Amendment 4: The right of the people to be secure in their persons, houses, papers, and effects, against unreasonable searches and seizures, shall not be violated, and no warrants shall issue, but upon probable cause, supported by oath or affirmation, and particularly describing the place to be searched, and the persons or things to be seized.

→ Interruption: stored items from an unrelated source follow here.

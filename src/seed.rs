use axum::{extract::State, Json};
use chrono::{Duration, Utc};
use serde_json::{json, Value};

use crate::article::{ArticleInput, TagsInput};
use crate::database::ArticleStore;
use crate::error::{AppError, AppResult};
use crate::{generate_object_id, AppState};

struct Sample {
    title: &'static str,
    slug: &'static str,
    content: &'static str,
    excerpt: &'static str,
    image: &'static str,
    category: &'static str,
    author: &'static str,
    tags: &'static str,
    featured: bool,
}

const SAMPLES: &[Sample] = &[
    Sample {
        title: "The Future of AI in Journalism",
        slug: "future-of-ai-journalism",
        content: "Artificial Intelligence is revolutionizing how news is gathered, written, and distributed...",
        excerpt: "How AI is changing the landscape of modern journalism",
        image: "https://source.unsplash.com/random/800x600/?ai",
        category: "Technology",
        author: "John Doe",
        tags: "AI,journalism,technology",
        featured: true,
    },
    Sample {
        title: "Global Climate Summit 2024",
        slug: "global-climate-summit-2024",
        content: "World leaders gather to discuss urgent measures against climate change...",
        excerpt: "Key decisions from the latest climate summit",
        image: "https://source.unsplash.com/random/800x600/?climate",
        category: "World",
        author: "Jane Smith",
        tags: "climate,politics,environment",
        featured: true,
    },
    Sample {
        title: "New Breakthrough in Quantum Computing",
        slug: "quantum-computing-breakthrough",
        content: "Scientists achieve major milestone in quantum computing development...",
        excerpt: "Latest advances in quantum computing research",
        image: "https://source.unsplash.com/random/800x600/?quantum",
        category: "Science",
        author: "Dr. Robert Chen",
        tags: "quantum,science,technology",
        featured: false,
    },
];

/// Inserts the sample articles whose slugs are not taken yet. Returns how many were added.
pub async fn seed_articles(store: &dyn ArticleStore) -> AppResult<usize> {
    let now = Utc::now();
    let mut inserted = 0;

    for (i, sample) in SAMPLES.iter().enumerate() {
        if store.get(sample.slug).await?.is_some() {
            tracing::debug!(slug = sample.slug, "sample already present");
            continue;
        }
        let input = ArticleInput {
            title: Some(sample.title.to_string()),
            slug: Some(sample.slug.to_string()),
            content: Some(sample.content.to_string()),
            excerpt: Some(sample.excerpt.to_string()),
            image: Some(sample.image.to_string()),
            category: Some(sample.category.to_string()),
            author: Some(sample.author.to_string()),
            tags: Some(TagsInput::Delimited(sample.tags.to_string())),
            featured: Some(sample.featured),
        };
        // stagger publish times so listing order is stable
        let published_at = now - Duration::minutes(i as i64);
        let article = input.into_article(generate_object_id(), published_at)?;
        match store.insert(article).await {
            Ok(_) => inserted += 1,
            Err(AppError::Conflict(_)) => continue,
            Err(e) => return Err(e),
        }
    }

    tracing::info!("seeded {} sample articles", inserted);
    Ok(inserted)
}

pub async fn seed_handler(State(state): State<AppState>) -> AppResult<Json<Value>> {
    let count = seed_articles(state.store.as_ref()).await?;
    if count > 0 {
        state.revalidator.article_changed(&[]);
    }
    Ok(Json(json!({ "success": true, "count": count })))
}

Amendment 9: The enumeration in the Constitution, of certain rights, shall not be construed to deny or disparage others retained by the people.

Posted

Thanks for the reply but I don't think I worded my question correctly. Let me try again. I want to bill a customer but I need to be able to create a bill based off SOME of their accounts. For instance a customer might have the following accounts:

 

Company Car

Office Supplies

Internet Service

Movie Rentals

 

If I wanted to bill them for their business expense I would create a bill linked to the following accounts: Company Car,Office Supplies,Internet Service but NOT their Movie Rentals. The movie rentals would be billed seperately. Does that make more sense?

  • *Experts*
Posted

It sounds like your tables are still fine - you just want a query that has a WHERE clause. Or, are you asking for something else?

 

For example

SELECT Customer.*, Account.*

FROM Customer

INNER JOIN Account ON Customer.CustomerID = Account.CustomerID

WHERE Account.AccountName IN ('Company Car', 'Office Supplies', 'Internet Service', 'Movie Rentals')

 

Not knowing what you want returned or in what format, I can't help more. But the above would return all customers and their matching accounts.

 

If you need more help, you'll have to ask a more specific question. I was under the impression your original question was more how to create a Bill table (which you don't need based on your description).

 

If you want one row per customer, then you'll have to fake a new table. For example, if you want one row to have a customer and 4 columns with the "Company Car", "Office Supplies", etc. info then you'll need more advanced code to "flatten" out the data from a row-based format (the Account table) into columns. You could do that with a temp table, or a number of sub-selects or other options.

 

Depending on the size of the database/project, this is what a Data Warehouse is for. A warehouse allows you to flatten out some tables for speeding up reports where a normalized table structure doesn't work as well.

 

-ner

"I want to stand as close to the edge as I can without going over. Out on the edge you see all the kinds of things you can't see from the center." - Kurt Vonnegut
Posted

They could also do it like the traitional customer, invoice, inv_line table scenario. You could have a customer tables as already set up. Then have the bill table as your described it. Then you could create a bill line table which would have a foriegn key of the primary key of the business table. You would then have a 1 to M relationship between the bill table and bill line table. Then you could put the bill together by whatever accounts were listed in the bill line table. Something like this:

 

Customer Table:

Cust_ID

Cust_LName

 

Bill Table:

Bill_ID

Bill_Date

 

Account Table:

Acnt_ID

Cust_ID

Acnt_Name

 

Bill_Line Table:

BL_Num

Bill_ID

Acnt_ID

BL_Amt

 

Hope this helps.

Chester

____________________________________________

http://www.pophamcafe.com

I am starting a developers section, more tutorials than anything.